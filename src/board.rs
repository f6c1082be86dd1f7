use std::fmt;
use std::ops::Index;

use serde::{Deserialize, Serialize};

use crate::direction::Direction;
use crate::error::EngineError;

pub const SIDE: usize = 4;
pub const CELLS: usize = SIDE * SIDE;
/// Tile value that wins the game.
pub const TARGET_TILE: u32 = 2048;
/// Largest tile a 4x4 board can hold.
pub const MAX_TILE: u32 = 1 << 17;

/// 4x4 grid of tile values in row-major order; 0 is an empty cell.
#[derive(Clone, Copy, PartialEq, Eq, Hash, Default, Serialize, Deserialize)]
#[serde(try_from = "[u32; CELLS]", into = "[u32; CELLS]")]
pub struct Board([u32; CELLS]);

impl Board {
    pub const EMPTY: Board = Board([0; CELLS]);

    /// Build a board from raw cells, rejecting anything that is not 0 or a power of two >= 2.
    pub fn from_cells(cells: [u32; CELLS]) -> Result<Self, EngineError> {
        for (index, &value) in cells.iter().enumerate() {
            if !is_tile_value(value) {
                return Err(EngineError::InvalidTile { index, value });
            }
        }
        Ok(Board(cells))
    }

    pub fn cells(&self) -> &[u32; CELLS] { &self.0 }

    pub fn get(&self, index: usize) -> Option<u32> { self.0.get(index).copied() }

    pub(crate) fn set(&mut self, index: usize, value: u32) { self.0[index] = value; }

    pub(crate) fn clear(&mut self) { self.0 = [0; CELLS]; }

    pub fn empty_cells(&self) -> Vec<usize> {
        self.0.iter().enumerate().filter(|(_, &v)| v == 0).map(|(i, _)| i).collect()
    }

    pub fn count_empty(&self) -> usize { self.0.iter().filter(|&&v| v == 0).count() }

    pub fn tile_count(&self) -> usize { CELLS - self.count_empty() }

    pub fn is_full(&self) -> bool { self.0.iter().all(|&v| v != 0) }

    pub fn highest_tile(&self) -> u32 { self.0.iter().copied().max().unwrap_or(0) }

    /// Neighbouring index one step in `dir`, or `None` at the wall.
    pub fn neighbor(index: usize, dir: Direction) -> Option<usize> {
        let (dr, dc) = dir.delta();
        let row = (index / SIDE) as isize + dr;
        let col = (index % SIDE) as isize + dc;
        if (0..SIDE as isize).contains(&row) && (0..SIDE as isize).contains(&col) {
            Some(row as usize * SIDE + col as usize)
        } else {
            None
        }
    }

    /// Terminal when every cell is filled and no right/down neighbour pair is equal.
    pub fn is_game_over(&self) -> bool {
        for i in 0..CELLS {
            let v = self.0[i];
            if v == 0 { return false; }
            let (row, col) = (i / SIDE, i % SIDE);
            if col < SIDE - 1 && v == self.0[i + 1] { return false; }
            if row < SIDE - 1 && v == self.0[i + SIDE] { return false; }
        }
        true
    }
}

/// 0, or a power of two in `2..=MAX_TILE`.
pub fn is_tile_value(value: u32) -> bool {
    value == 0 || ((2..=MAX_TILE).contains(&value) && value.is_power_of_two())
}

impl Index<usize> for Board {
    type Output = u32;
    fn index(&self, index: usize) -> &u32 { &self.0[index] }
}

impl From<Board> for [u32; CELLS] {
    fn from(b: Board) -> Self { b.0 }
}

impl TryFrom<[u32; CELLS]> for Board {
    type Error = EngineError;
    fn try_from(cells: [u32; CELLS]) -> Result<Self, EngineError> { Board::from_cells(cells) }
}

impl fmt::Debug for Board {
    fn fmt(&self, f: &mut fmt::Formatter<'_>) -> fmt::Result {
        write!(f, "Board({:?})", self.0)
    }
}

impl fmt::Display for Board {
    fn fmt(&self, f: &mut fmt::Formatter<'_>) -> fmt::Result {
        for row in 0..SIDE {
            if row > 0 { writeln!(f, "-----+-----+-----+-----")?; }
            let line: Vec<String> = (0..SIDE).map(|col| format_val(self.0[row * SIDE + col])).collect();
            writeln!(f, "{}", line.join("|"))?;
        }
        Ok(())
    }
}

fn format_val(v: u32) -> String {
    if v == 0 { "     ".to_string() } else { format!("{:^5}", v) }
}
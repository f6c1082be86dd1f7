use std::fs::File;
use std::io::BufReader;
use std::path::{Path, PathBuf};

use serde::{Deserialize, Serialize};

use crate::error::StoreError;

#[derive(Clone, Debug, PartialEq, Eq, Serialize, Deserialize)]
#[serde(default)]
pub struct GameConfig {
    /// Move the selection onto every freshly spawned tile. Overrides whatever the player had selected.
    pub auto_select_spawned: bool,
    /// Where the best score is kept; `None` keeps it in memory only.
    pub best_score_path: Option<PathBuf>,
}

impl Default for GameConfig {
    fn default() -> Self { Self { auto_select_spawned: true, best_score_path: None } }
}

impl GameConfig {
    pub fn from_json_file<P: AsRef<Path>>(path: P) -> Result<Self, StoreError> {
        let f = BufReader::new(File::open(path)?);
        Ok(serde_json::from_reader(f)?)
    }
}
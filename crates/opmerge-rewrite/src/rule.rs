//! The predicate/rewrite contract rule authors implement.
//!
//! A [`Rule`] answers two questions about one node: does it apply
//! ([`Rule::matches`]) and, if so, what should replace the node
//! ([`Rule::rewrite`]). Both receive a shared borrow of the graph. A rewrite
//! does not allocate into the graph; it describes the replacement as a
//! [`Replacement`] subgraph that the merge pass validates and commits. A
//! declined or malformed rewrite therefore leaves nothing behind.

use smallvec::SmallVec;

use opmerge_core::{ConvertGraph, Node, NodeId, OutputRef};

/// One conversion case: a predicate plus the rewrite it guards.
///
/// Rules are registered once and shared for the life of the process, so they
/// must be `Send + Sync` and hold no per-pass state.
pub trait Rule: Send + Sync {
    /// Name used in diagnostics and logs.
    fn name(&self) -> &str {
        std::any::type_name::<Self>()
    }

    /// Returns `true` if this rule applies to `node`. Must be side-effect free.
    ///
    /// A `true` answer promises that [`rewrite`](Self::rewrite) is prepared to
    /// handle this exact node, even if it then declines because an input is
    /// not ready yet.
    fn matches(&self, graph: &ConvertGraph, node: NodeId) -> bool;

    /// Describes the replacement for a matched node.
    ///
    /// The replacement root must expose as many output slots as `node`. Its
    /// name and slot names are overwritten with the original's on commit.
    fn rewrite(&self, graph: &ConvertGraph, node: NodeId) -> Result<Replacement, RewriteError>;
}

/// Why a matched rule produced no replacement.
#[derive(Debug, Clone, PartialEq, Eq, thiserror::Error)]
pub enum RewriteError {
    /// The node is not rewritable yet (typically an input that must be a
    /// constant is not one). Retried on the next scan.
    #[error("rewrite declined: {reason}")]
    Declined { reason: String },

    /// The rule broke its own contract. The node is not retried.
    #[error("rewrite invariant violated: {reason}")]
    Invariant { reason: String },
}

impl RewriteError {
    pub fn declined(reason: impl Into<String>) -> Self {
        RewriteError::Declined {
            reason: reason.into(),
        }
    }

    pub fn invariant(reason: impl Into<String>) -> Self {
        RewriteError::Invariant {
            reason: reason.into(),
        }
    }
}

// ---------------------------------------------------------------------------
// Replacement subgraphs
// ---------------------------------------------------------------------------

/// An input of a planned node.
#[derive(Debug, Clone, Copy, PartialEq, Eq)]
pub enum Input {
    /// An output of a node already in the graph.
    Existing(OutputRef),
    /// An output of an earlier node in the same replacement.
    Planned { index: usize, slot: u16 },
}

impl From<OutputRef> for Input {
    fn from(r: OutputRef) -> Self {
        Input::Existing(r)
    }
}

impl From<NodeId> for Input {
    fn from(id: NodeId) -> Self {
        Input::Existing(id.into())
    }
}

/// Handle to a node added to a [`ReplacementBuilder`].
#[derive(Debug, Clone, Copy, PartialEq, Eq)]
pub struct Planned(usize);

impl Planned {
    /// Position of the node in the replacement.
    pub fn index(self) -> usize {
        self.0
    }

    /// Reference to one of this planned node's output slots.
    pub fn output(self, slot: u16) -> Input {
        Input::Planned {
            index: self.0,
            slot,
        }
    }
}

impl From<Planned> for Input {
    fn from(p: Planned) -> Self {
        p.output(0)
    }
}

/// A node waiting to be allocated, with its ordered inputs.
#[derive(Debug, Clone, PartialEq)]
pub struct PlannedNode {
    pub node: Node,
    pub inputs: SmallVec<[Input; 4]>,
}

/// A replacement subgraph: planned nodes in allocation order plus the index
/// of the root that takes over the replaced node's outputs.
#[derive(Debug, Clone, PartialEq)]
pub struct Replacement {
    nodes: Vec<PlannedNode>,
    root: usize,
}

impl Replacement {
    pub fn builder() -> ReplacementBuilder {
        ReplacementBuilder::default()
    }

    /// A one-node replacement.
    pub fn single<I>(node: Node, inputs: I) -> Self
    where
        I: IntoIterator,
        I::Item: Into<Input>,
    {
        let mut builder = ReplacementBuilder::default();
        let root = builder.add(node, inputs);
        builder.finish(root)
    }

    pub fn nodes(&self) -> &[PlannedNode] {
        &self.nodes
    }

    pub fn root_index(&self) -> usize {
        self.root
    }

    /// The root's planned node, if the root index is in range.
    pub fn root(&self) -> Option<&PlannedNode> {
        self.nodes.get(self.root)
    }

    pub(crate) fn into_parts(self) -> (Vec<PlannedNode>, usize) {
        (self.nodes, self.root)
    }
}

/// Builds a [`Replacement`] node by node.
#[derive(Debug, Clone, Default)]
pub struct ReplacementBuilder {
    nodes: Vec<PlannedNode>,
}

impl ReplacementBuilder {
    /// Plans a node. Inputs may reference existing graph outputs or earlier
    /// planned nodes.
    pub fn add<I>(&mut self, node: Node, inputs: I) -> Planned
    where
        I: IntoIterator,
        I::Item: Into<Input>,
    {
        self.nodes.push(PlannedNode {
            node,
            inputs: inputs.into_iter().map(Into::into).collect(),
        });
        Planned(self.nodes.len() - 1)
    }

    /// Seals the subgraph with `root` as the node that takes over.
    pub fn finish(self, root: Planned) -> Replacement {
        Replacement {
            nodes: self.nodes,
            root: root.0,
        }
    }
}
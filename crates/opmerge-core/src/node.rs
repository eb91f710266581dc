//! Node payloads carried by the conversion graph.
//!
//! A [`Node`] is deliberately thin: an opaque [`NodeKind`] discriminator, an
//! opaque parameter blob, a diagnostic name, and the names of its output
//! slots. Producer references are not stored here -- they are edges of the
//! arena in [`ConvertGraph`](crate::graph::ConvertGraph), which is what lets
//! the graph keep a producer->consumer index without back-pointers.

use std::fmt;

use serde::{Deserialize, Serialize};

/// Prefix for operators the source framework importer could not map.
const EXTRA_PREFIX: &str = "Extra";

/// Opaque operator discriminator, e.g. `"Extra:Tensorflow:Foo"` or `"Conv2D"`.
///
/// The engine never interprets kinds beyond the two conventions below:
/// `Extra:<engine>:<op_type>` for foreign operators and [`NodeKind::CONST`]
/// for constants.
#[derive(Debug, Clone, PartialEq, Eq, Hash, PartialOrd, Ord, Serialize, Deserialize)]
#[serde(transparent)]
pub struct NodeKind(String);

impl NodeKind {
    /// Kind string used for constant nodes.
    pub const CONST: &'static str = "Const";

    pub fn new(kind: impl Into<String>) -> Self {
        NodeKind(kind.into())
    }

    /// Builds a foreign-operator kind `Extra:<engine>:<op_type>`.
    pub fn extra(engine: &str, op_type: &str) -> Self {
        NodeKind(format!("{}:{}:{}", EXTRA_PREFIX, engine, op_type))
    }

    pub fn constant() -> Self {
        NodeKind(Self::CONST.to_string())
    }

    pub fn as_str(&self) -> &str {
        &self.0
    }

    /// Splits an `Extra:<engine>:<op_type>` kind into `(engine, op_type)`.
    ///
    /// The op type may itself contain `:`; only the first two separators are
    /// significant.
    pub fn as_extra(&self) -> Option<(&str, &str)> {
        let rest = self.0.strip_prefix(EXTRA_PREFIX)?.strip_prefix(':')?;
        let (engine, op_type) = rest.split_once(':')?;
        if engine.is_empty() || op_type.is_empty() {
            return None;
        }
        Some((engine, op_type))
    }

    pub fn is_extra(&self) -> bool {
        self.as_extra().is_some()
    }

    pub fn is_constant(&self) -> bool {
        self.0 == Self::CONST
    }
}

impl fmt::Display for NodeKind {
    fn fmt(&self, f: &mut fmt::Formatter<'_>) -> fmt::Result {
        f.write_str(&self.0)
    }
}

impl From<&str> for NodeKind {
    fn from(s: &str) -> Self {
        NodeKind(s.to_string())
    }
}

impl From<String> for NodeKind {
    fn from(s: String) -> Self {
        NodeKind(s)
    }
}

/// A unit of computation in the conversion graph.
#[derive(Debug, Clone, PartialEq, Serialize, Deserialize)]
pub struct Node {
    /// Operator discriminator.
    pub kind: NodeKind,
    /// Opaque attribute blob; only rules interpret it.
    #[serde(default)]
    pub params: serde_json::Value,
    /// Diagnostic name, propagated onto replacements.
    pub name: String,
    /// Output slot names. The length is the node's output slot count.
    pub outputs: Vec<String>,
}

impl Node {
    /// Creates a single-output node whose slot carries the node's name.
    pub fn new(kind: impl Into<NodeKind>, name: impl Into<String>) -> Self {
        let name = name.into();
        Node {
            kind: kind.into(),
            params: serde_json::Value::Null,
            outputs: vec![name.clone()],
            name,
        }
    }

    /// Creates a constant node holding `value` in its params.
    pub fn constant(name: impl Into<String>, value: serde_json::Value) -> Self {
        Node::new(NodeKind::constant(), name).with_params(value)
    }

    pub fn with_params(mut self, params: serde_json::Value) -> Self {
        self.params = params;
        self
    }

    /// Replaces the output slots with the given names.
    pub fn with_outputs<I, S>(mut self, outputs: I) -> Self
    where
        I: IntoIterator<Item = S>,
        S: Into<String>,
    {
        self.outputs = outputs.into_iter().map(Into::into).collect();
        self
    }

    /// Number of output slots.
    pub fn slot_count(&self) -> usize {
        self.outputs.len()
    }
}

-----

> TASK INSTRUCTIONS: Nothing past the line containing "pub const EMPTY: Board" should be restated; transcribe the material exactly from its first line through that line.

> RESPONSE FOR THIS EXERCISE:
filename src/board.rs
repository f6c1082be86dd1f7
use std::fmt;
use std::ops::Index;

use serde::{Deserialize, Serialize};

use crate::direction::Direction;
use crate::error::EngineError;

pub const SIDE: usize = 4;
pub const CELLS: usize = SIDE * SIDE;
/// Tile value that wins the game.
pub const TARGET_TILE: u32 = 2048;
/// Largest tile a 4x4 board can hold.
pub const MAX_TILE: u32 = 1 << 17;

/// 4x4 grid of tile values in row-major order; 0 is an empty cell.
#[derive(Clone, Copy, PartialEq, Eq, Hash, Default, Serialize, Deserialize)]
#[serde(try_from = "[u32; CELLS]", into = "[u32; CELLS]")]
pub struct Board([u32; CELLS]);

impl Board {
    pub const EMPTY: Board = Board([0; CELLS]);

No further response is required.